═════ Record extracts ═════
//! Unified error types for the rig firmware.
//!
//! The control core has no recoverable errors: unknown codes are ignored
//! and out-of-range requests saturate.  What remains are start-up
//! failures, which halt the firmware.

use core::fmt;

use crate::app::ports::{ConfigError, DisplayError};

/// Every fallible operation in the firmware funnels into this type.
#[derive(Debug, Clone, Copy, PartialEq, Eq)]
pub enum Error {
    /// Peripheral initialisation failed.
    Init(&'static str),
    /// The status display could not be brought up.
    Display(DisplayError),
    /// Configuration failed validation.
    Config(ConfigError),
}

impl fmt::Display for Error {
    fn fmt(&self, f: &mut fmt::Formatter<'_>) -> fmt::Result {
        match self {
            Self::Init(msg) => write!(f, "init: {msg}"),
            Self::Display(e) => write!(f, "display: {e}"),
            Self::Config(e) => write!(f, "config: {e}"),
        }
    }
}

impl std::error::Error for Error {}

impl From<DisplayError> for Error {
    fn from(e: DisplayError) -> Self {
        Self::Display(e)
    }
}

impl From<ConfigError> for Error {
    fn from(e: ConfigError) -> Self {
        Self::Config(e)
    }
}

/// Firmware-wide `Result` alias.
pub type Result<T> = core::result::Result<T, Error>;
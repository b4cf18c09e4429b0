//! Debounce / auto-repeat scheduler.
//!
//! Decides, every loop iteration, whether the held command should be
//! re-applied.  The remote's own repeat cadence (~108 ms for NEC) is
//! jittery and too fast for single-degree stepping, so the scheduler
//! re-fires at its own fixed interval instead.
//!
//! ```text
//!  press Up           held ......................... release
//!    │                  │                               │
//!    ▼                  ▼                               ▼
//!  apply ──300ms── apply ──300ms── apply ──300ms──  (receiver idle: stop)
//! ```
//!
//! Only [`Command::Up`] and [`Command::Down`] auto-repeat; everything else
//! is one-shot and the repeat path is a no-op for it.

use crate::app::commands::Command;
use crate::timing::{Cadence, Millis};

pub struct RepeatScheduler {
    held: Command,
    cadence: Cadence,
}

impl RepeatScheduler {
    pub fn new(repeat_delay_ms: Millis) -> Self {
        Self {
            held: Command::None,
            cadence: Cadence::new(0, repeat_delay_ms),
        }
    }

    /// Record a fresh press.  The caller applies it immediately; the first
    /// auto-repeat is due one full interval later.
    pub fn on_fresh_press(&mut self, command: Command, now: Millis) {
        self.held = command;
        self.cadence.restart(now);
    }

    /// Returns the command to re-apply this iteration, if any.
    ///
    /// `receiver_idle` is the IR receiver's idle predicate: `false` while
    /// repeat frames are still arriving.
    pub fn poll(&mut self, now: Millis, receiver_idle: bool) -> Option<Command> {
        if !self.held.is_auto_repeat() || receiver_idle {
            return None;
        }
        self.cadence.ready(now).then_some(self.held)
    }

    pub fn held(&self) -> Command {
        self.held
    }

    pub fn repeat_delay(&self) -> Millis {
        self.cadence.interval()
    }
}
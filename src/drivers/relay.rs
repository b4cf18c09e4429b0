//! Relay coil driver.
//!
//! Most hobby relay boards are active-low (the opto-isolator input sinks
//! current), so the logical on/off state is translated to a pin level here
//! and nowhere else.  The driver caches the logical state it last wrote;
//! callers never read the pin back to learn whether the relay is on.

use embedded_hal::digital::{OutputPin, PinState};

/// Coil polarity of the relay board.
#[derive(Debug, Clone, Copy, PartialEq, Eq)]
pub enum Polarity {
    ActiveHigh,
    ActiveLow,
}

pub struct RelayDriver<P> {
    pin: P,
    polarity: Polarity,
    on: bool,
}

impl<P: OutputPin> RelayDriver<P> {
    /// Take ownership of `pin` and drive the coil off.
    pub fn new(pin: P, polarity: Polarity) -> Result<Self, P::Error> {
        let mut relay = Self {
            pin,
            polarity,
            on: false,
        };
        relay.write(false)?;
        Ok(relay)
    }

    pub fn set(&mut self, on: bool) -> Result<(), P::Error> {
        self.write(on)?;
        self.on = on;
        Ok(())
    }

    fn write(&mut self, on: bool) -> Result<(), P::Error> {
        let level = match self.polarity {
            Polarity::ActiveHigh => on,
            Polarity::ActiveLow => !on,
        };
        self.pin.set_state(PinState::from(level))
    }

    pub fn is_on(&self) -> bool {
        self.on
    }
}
═════
═════ Record extracts ═════
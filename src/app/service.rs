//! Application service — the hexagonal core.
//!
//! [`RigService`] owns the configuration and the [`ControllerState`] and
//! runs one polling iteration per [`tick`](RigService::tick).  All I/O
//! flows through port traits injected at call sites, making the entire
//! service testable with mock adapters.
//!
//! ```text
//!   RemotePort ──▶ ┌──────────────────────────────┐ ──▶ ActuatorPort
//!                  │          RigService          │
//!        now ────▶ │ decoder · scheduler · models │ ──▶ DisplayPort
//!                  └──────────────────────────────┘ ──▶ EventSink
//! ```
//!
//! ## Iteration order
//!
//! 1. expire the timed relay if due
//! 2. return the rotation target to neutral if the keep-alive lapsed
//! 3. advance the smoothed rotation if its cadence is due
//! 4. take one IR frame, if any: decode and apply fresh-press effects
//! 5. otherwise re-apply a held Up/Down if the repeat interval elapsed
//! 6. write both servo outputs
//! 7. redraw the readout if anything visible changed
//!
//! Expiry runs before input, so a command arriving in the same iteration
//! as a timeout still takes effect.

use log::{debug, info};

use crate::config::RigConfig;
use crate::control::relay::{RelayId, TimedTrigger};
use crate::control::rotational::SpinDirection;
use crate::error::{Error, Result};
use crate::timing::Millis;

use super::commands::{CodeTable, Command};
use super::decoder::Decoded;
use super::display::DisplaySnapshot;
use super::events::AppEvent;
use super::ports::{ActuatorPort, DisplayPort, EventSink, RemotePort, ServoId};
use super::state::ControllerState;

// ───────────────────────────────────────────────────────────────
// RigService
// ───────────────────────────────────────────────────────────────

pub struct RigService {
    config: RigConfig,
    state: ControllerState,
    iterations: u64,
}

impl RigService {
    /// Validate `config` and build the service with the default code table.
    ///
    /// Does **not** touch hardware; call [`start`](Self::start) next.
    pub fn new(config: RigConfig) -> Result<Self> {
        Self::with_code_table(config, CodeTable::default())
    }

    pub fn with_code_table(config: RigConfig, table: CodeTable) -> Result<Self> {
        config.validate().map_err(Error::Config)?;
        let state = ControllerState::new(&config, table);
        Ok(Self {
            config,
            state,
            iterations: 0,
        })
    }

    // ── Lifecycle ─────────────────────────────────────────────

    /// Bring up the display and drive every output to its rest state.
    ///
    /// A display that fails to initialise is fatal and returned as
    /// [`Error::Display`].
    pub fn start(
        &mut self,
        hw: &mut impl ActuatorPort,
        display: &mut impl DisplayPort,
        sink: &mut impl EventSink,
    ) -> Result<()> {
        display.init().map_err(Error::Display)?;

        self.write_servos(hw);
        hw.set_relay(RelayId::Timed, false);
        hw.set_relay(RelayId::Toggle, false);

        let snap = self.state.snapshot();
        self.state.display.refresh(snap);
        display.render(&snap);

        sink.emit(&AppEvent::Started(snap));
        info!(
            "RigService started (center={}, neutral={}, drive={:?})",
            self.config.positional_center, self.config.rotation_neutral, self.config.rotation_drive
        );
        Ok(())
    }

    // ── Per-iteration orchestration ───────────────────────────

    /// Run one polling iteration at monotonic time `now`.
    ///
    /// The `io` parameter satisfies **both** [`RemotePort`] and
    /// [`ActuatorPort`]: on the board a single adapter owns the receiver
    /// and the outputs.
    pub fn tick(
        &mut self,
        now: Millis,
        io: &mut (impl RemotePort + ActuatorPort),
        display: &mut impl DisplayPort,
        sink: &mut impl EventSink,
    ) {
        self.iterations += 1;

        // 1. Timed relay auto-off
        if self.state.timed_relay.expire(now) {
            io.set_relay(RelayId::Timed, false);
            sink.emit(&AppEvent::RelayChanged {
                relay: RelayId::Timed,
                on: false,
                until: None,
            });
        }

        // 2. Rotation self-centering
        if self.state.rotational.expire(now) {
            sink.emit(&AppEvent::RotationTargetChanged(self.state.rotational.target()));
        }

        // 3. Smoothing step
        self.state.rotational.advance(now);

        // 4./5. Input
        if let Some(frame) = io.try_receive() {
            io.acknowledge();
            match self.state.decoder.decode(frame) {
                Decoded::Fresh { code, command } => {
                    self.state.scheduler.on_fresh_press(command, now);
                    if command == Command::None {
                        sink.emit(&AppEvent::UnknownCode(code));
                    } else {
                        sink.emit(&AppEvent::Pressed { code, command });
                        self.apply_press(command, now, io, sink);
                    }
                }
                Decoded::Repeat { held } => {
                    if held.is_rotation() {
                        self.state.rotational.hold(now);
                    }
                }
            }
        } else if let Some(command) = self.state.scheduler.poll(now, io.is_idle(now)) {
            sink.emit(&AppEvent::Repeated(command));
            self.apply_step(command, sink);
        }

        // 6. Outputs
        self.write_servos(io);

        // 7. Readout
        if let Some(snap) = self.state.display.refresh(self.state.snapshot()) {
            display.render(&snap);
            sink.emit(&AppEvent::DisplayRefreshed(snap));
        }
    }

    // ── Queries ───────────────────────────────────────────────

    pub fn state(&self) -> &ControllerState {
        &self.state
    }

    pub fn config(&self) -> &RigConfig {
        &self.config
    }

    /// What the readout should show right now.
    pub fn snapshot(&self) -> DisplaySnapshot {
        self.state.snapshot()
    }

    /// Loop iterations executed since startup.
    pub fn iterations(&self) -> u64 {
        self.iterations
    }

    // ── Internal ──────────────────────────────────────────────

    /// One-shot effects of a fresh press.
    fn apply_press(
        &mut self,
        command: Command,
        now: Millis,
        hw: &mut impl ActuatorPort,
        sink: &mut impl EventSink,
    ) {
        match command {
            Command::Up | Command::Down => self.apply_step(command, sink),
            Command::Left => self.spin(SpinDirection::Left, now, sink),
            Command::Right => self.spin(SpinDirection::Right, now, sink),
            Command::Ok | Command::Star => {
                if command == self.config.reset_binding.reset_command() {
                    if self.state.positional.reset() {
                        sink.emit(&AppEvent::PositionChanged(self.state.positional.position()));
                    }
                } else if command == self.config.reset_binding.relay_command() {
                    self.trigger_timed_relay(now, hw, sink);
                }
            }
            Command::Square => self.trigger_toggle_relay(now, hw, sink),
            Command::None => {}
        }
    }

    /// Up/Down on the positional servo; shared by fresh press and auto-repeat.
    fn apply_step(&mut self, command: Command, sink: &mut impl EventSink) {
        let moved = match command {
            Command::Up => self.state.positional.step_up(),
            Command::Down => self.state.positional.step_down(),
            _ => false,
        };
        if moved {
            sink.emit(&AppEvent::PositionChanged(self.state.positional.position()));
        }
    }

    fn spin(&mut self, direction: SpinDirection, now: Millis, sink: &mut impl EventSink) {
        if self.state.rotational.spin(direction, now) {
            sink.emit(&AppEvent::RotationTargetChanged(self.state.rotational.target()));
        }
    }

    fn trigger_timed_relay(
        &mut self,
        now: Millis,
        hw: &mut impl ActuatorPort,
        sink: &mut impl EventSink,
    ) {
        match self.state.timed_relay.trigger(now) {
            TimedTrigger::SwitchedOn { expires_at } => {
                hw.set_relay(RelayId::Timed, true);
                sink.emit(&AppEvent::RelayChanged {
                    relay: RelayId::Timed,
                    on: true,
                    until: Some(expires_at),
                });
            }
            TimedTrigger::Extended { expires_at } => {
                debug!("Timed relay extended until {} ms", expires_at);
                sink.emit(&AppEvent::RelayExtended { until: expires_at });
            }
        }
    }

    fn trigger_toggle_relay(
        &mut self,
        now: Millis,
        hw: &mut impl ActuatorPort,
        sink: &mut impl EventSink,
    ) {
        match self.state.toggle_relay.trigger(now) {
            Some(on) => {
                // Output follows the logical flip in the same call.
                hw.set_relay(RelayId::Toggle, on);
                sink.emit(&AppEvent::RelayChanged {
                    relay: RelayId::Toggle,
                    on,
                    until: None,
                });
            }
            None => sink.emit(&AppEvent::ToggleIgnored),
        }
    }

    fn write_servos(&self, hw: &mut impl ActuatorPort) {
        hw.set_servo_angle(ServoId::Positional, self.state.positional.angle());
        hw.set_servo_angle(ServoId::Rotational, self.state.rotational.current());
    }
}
═════
About this task |
Give back, word for word, only the lines above from the line holding "pub fn state(&self)" to the line holding "of a fresh press.", both included.

Worked solution |
    pub fn state(&self) -> &ControllerState {
        &self.state
    }

    pub fn config(&self) -> &RigConfig {
        &self.config
    }

    /// What the readout should show right now.
    pub fn snapshot(&self) -> DisplaySnapshot {
        self.state.snapshot()
    }

    /// Loop iterations executed since startup.
    pub fn iterations(&self) -> u64 {
        self.iterations
    }

    // ── Internal ──────────────────────────────────────────────

    /// One-shot effects of a fresh press.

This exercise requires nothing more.